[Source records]
=-=-=-=-=

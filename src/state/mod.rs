//! State snapshots: the engine's record of previously observed resource
//! instances.
//!
//! A [`State`] is a plain snapshot keyed by absolute resource-instance
//! address. During a walk it is never touched directly; every view is
//! wrapped in a [`SyncState`](sync::SyncState) so concurrently executing
//! graph nodes cannot observe a torn write. Three logical views exist
//! side by side during planning:
//!
//! - *previous-run state*: as it was before the operation began
//! - *refresh state*: updated from real infrastructure, becomes the
//!   plan's prior state
//! - *working state*: as it would look after applying, including
//!   placeholders for resources pending creation
//!
//! Each view is an independent deep copy; no wrapper is ever aliased
//! across two views.

pub mod sync;

pub use sync::SyncState;

use rustc_hash::FxHashMap;
use serde::{Deserialize, Serialize};
use serde_json::Value;
use std::fmt;

use crate::addrs::{AbsResource, AbsResourceInstance};

/// Lifecycle status of a stored resource instance object.
#[derive(Clone, Copy, Debug, PartialEq, Eq, Serialize, Deserialize)]
pub enum ObjectStatus {
    /// The object reflects a real remote object.
    Ready,
    /// A placeholder for an object that planning decided to create. These
    /// exist only so that node execution can reason about pending creates
    /// mid-walk; they are stripped before a plan is returned.
    Planned,
}

/// Marks whether a change targets a deposed object: one replaced during a
/// create-before-destroy but not yet destroyed.
#[derive(Clone, Debug, Default, PartialEq, Eq, Hash, Serialize, Deserialize)]
pub enum DeposedKey {
    #[default]
    NotDeposed,
    Key(String),
}

impl DeposedKey {
    #[must_use]
    pub fn is_deposed(&self) -> bool {
        !matches!(self, DeposedKey::NotDeposed)
    }
}

impl fmt::Display for DeposedKey {
    fn fmt(&self, f: &mut fmt::Formatter<'_>) -> fmt::Result {
        match self {
            DeposedKey::NotDeposed => write!(f, "current"),
            DeposedKey::Key(k) => write!(f, "deposed object {k}"),
        }
    }
}

/// One stored resource instance object.
#[derive(Clone, Debug, PartialEq, Serialize, Deserialize)]
pub struct ResourceInstanceObject {
    pub status: ObjectStatus,
    pub value: Value,
}

impl ResourceInstanceObject {
    pub fn ready(value: Value) -> Self {
        Self {
            status: ObjectStatus::Ready,
            value,
        }
    }

    /// A placeholder for an object pending creation.
    pub fn planned(value: Value) -> Self {
        Self {
            status: ObjectStatus::Planned,
            value,
        }
    }
}

/// A snapshot of previously observed resource instances.
#[derive(Clone, Debug, Default, PartialEq, Serialize, Deserialize)]
pub struct State {
    resources: FxHashMap<AbsResourceInstance, ResourceInstanceObject>,
}

impl State {
    #[must_use]
    pub fn new() -> Self {
        Self::default()
    }

    #[must_use]
    pub fn is_empty(&self) -> bool {
        self.resources.is_empty()
    }

    #[must_use]
    pub fn resource_instance(&self, addr: &AbsResourceInstance) -> Option<&ResourceInstanceObject> {
        self.resources.get(addr)
    }

    pub fn set_resource_instance(
        &mut self,
        addr: AbsResourceInstance,
        object: ResourceInstanceObject,
    ) {
        self.resources.insert(addr, object);
    }

    pub fn remove_resource_instance(
        &mut self,
        addr: &AbsResourceInstance,
    ) -> Option<ResourceInstanceObject> {
        self.resources.remove(addr)
    }

    /// All stored instances, in unspecified order.
    pub fn all_resource_instances(
        &self,
    ) -> impl Iterator<Item = (&AbsResourceInstance, &ResourceInstanceObject)> {
        self.resources.iter()
    }

    /// The distinct resources with at least one stored instance.
    #[must_use]
    pub fn all_resources(&self) -> Vec<AbsResource> {
        let mut out: Vec<AbsResource> = self
            .resources
            .keys()
            .map(|inst| inst.resource.clone())
            .collect();
        out.sort();
        out.dedup();
        out
    }

    /// An independent deep copy. Each state view used by a plan walk is
    /// produced this way so the views can diverge without aliasing.
    #[must_use]
    pub fn deep_copy(&self) -> Self {
        self.clone()
    }

    /// Strip every [`ObjectStatus::Planned`] placeholder. Run on the prior
    /// state of a finished plan walk so placeholders never leak into the
    /// persisted result.
    pub fn remove_planned_resource_instance_objects(&mut self) {
        self.resources
            .retain(|_, object| object.status != ObjectStatus::Planned);
    }

    /// Rewrite every stored instance of `from` to the corresponding
    /// instance address under `to`, returning the rewritten instances as
    /// `(from, to)` pairs.
    pub fn move_resource(
        &mut self,
        from: &AbsResource,
        to: &AbsResource,
    ) -> Vec<(AbsResourceInstance, AbsResourceInstance)> {
        let moved_keys: Vec<_> = self
            .resources
            .keys()
            .filter(|inst| inst.resource == *from)
            .map(|inst| inst.key.clone())
            .collect();

        let mut moved = Vec::with_capacity(moved_keys.len());
        for key in moved_keys {
            let from_addr = from.instance(key.clone());
            if let Some(object) = self.resources.remove(&from_addr) {
                let to_addr = to.instance(key);
                self.resources.insert(to_addr.clone(), object);
                moved.push((from_addr, to_addr));
            }
        }
        moved
    }

    /// Wrap this state for serialized access from concurrent graph nodes.
    #[must_use]
    pub fn sync_wrapper(self) -> SyncState {
        SyncState::new(self)
    }
}

#[cfg(test)]
mod tests {
    use super::*;
    use crate::addrs::{InstanceKey, ModuleInstance};
    use serde_json::json;

    fn inst(name: &str, key: InstanceKey) -> AbsResourceInstance {
        AbsResource::new(ModuleInstance::root(), "disk", name).instance(key)
    }

    #[test]
    fn deep_copy_is_independent() {
        let mut state = State::new();
        state.set_resource_instance(
            inst("a", InstanceKey::NoKey),
            ResourceInstanceObject::ready(json!({"size": 10})),
        );

        let copy = state.deep_copy();
        state.remove_resource_instance(&inst("a", InstanceKey::NoKey));
        assert!(state.is_empty());
        assert!(copy.resource_instance(&inst("a", InstanceKey::NoKey)).is_some());
    }

    #[test]
    fn planned_placeholders_are_stripped() {
        let mut state = State::new();
        state.set_resource_instance(
            inst("a", InstanceKey::NoKey),
            ResourceInstanceObject::ready(json!(1)),
        );
        state.set_resource_instance(
            inst("b", InstanceKey::NoKey),
            ResourceInstanceObject::planned(json!(2)),
        );

        state.remove_planned_resource_instance_objects();
        assert!(state.resource_instance(&inst("a", InstanceKey::NoKey)).is_some());
        assert!(state.resource_instance(&inst("b", InstanceKey::NoKey)).is_none());
    }

    #[test]
    fn move_resource_rewrites_every_instance() {
        let from = AbsResource::new(ModuleInstance::root(), "disk", "old");
        let to = AbsResource::new(ModuleInstance::root(), "disk", "new");

        let mut state = State::new();
        state.set_resource_instance(
            from.instance(InstanceKey::Int(0)),
            ResourceInstanceObject::ready(json!("zero")),
        );
        state.set_resource_instance(
            from.instance(InstanceKey::Int(1)),
            ResourceInstanceObject::ready(json!("one")),
        );

        let moved = state.move_resource(&from, &to);
        assert_eq!(moved.len(), 2);
        assert!(state.resource_instance(&from.instance(InstanceKey::Int(0))).is_none());
        assert_eq!(
            state
                .resource_instance(&to.instance(InstanceKey::Int(1)))
                .map(|o| o.value.clone()),
            Some(json!("one"))
        );
    }
}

=-=-=-=-=

▸ **Assignment**
Among the records above, repeat exactly the line with "fn inst(name: &str, key: InstanceKey)", the line with "state.remove_planned_resource_instance_objects();", and every line in between, and only those.

▸ **Answer**
    fn inst(name: &str, key: InstanceKey) -> AbsResourceInstance {
        AbsResource::new(ModuleInstance::root(), "disk", name).instance(key)
    }

    #[test]
    fn deep_copy_is_independent() {
        let mut state = State::new();
        state.set_resource_instance(
            inst("a", InstanceKey::NoKey),
            ResourceInstanceObject::ready(json!({"size": 10})),
        );

        let copy = state.deep_copy();
        state.remove_resource_instance(&inst("a", InstanceKey::NoKey));
        assert!(state.is_empty());
        assert!(copy.resource_instance(&inst("a", InstanceKey::NoKey)).is_some());
    }

    #[test]
    fn planned_placeholders_are_stripped() {
        let mut state = State::new();
        state.set_resource_instance(
            inst("a", InstanceKey::NoKey),
            ResourceInstanceObject::ready(json!(1)),
        );
        state.set_resource_instance(
            inst("b", InstanceKey::NoKey),
            ResourceInstanceObject::planned(json!(2)),
        );

        state.remove_planned_resource_instance_objects();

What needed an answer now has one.